**EXERCISE DETAILS**. The string "problem" appears in some lines of the data. Report how many, with no other words.

[EXERCISE INPUT — start]

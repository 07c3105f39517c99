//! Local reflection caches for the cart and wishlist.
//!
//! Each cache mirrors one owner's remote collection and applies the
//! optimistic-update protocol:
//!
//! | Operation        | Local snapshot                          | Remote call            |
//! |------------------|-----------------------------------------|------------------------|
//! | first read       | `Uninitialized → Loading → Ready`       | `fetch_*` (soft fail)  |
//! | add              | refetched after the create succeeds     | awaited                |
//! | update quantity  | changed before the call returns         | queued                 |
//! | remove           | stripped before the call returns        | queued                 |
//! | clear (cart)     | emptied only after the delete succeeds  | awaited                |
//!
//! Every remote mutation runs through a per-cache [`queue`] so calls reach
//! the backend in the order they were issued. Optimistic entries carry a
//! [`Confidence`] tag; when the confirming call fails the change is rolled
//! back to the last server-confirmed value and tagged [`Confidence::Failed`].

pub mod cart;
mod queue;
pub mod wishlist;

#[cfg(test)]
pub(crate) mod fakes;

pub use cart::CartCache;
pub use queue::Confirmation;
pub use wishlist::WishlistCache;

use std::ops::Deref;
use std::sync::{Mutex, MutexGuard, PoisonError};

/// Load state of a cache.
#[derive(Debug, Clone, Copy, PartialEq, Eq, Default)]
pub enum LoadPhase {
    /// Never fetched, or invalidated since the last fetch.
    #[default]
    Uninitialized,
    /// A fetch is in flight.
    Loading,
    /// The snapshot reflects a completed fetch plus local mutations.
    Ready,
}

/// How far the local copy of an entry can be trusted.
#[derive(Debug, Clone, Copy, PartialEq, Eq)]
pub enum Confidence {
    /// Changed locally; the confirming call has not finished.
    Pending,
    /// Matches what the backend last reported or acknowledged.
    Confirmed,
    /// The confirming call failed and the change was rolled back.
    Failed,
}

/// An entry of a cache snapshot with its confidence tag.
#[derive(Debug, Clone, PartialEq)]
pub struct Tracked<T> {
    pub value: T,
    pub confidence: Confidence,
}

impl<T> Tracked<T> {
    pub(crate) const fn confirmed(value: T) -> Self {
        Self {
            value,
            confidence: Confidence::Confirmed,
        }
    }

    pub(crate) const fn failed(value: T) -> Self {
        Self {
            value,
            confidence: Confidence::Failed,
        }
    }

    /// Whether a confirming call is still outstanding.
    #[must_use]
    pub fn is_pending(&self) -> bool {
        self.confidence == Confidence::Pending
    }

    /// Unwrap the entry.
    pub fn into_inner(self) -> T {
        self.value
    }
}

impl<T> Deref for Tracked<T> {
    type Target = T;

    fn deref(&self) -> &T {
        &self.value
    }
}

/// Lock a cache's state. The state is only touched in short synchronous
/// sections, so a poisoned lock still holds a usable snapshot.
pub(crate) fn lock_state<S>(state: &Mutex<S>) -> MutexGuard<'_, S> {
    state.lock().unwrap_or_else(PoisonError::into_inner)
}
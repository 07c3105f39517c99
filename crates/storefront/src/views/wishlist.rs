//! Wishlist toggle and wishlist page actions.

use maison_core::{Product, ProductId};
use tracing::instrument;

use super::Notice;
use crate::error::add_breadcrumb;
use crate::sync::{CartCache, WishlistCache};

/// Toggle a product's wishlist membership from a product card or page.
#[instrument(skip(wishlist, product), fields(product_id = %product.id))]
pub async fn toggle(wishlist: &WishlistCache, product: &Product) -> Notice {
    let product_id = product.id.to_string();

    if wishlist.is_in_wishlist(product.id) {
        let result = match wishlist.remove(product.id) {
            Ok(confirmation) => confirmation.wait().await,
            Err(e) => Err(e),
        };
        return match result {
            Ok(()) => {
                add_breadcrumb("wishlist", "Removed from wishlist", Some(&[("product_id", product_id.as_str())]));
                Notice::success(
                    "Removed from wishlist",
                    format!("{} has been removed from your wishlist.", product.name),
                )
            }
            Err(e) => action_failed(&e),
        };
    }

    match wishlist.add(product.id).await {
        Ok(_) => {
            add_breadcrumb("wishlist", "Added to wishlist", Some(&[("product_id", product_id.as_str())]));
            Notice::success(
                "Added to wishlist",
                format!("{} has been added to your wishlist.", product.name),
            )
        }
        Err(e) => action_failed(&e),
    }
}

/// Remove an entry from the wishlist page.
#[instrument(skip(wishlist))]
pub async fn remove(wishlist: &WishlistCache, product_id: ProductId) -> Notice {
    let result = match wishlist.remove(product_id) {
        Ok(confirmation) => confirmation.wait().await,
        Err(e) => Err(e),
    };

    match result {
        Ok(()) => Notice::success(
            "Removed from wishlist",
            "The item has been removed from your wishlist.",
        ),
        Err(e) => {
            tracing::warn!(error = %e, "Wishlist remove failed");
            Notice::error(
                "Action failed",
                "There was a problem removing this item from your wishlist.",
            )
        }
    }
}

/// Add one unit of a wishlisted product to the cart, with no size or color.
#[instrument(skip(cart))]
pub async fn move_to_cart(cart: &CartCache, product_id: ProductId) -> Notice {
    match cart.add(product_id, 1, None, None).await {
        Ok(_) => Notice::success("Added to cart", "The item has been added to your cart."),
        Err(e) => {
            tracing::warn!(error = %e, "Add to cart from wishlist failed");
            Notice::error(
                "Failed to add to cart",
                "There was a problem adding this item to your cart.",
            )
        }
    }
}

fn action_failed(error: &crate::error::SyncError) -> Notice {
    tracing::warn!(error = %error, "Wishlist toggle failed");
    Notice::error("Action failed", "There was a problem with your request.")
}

[EXERCISE INPUT — finish]

**SOLVED EXERCISE**. 3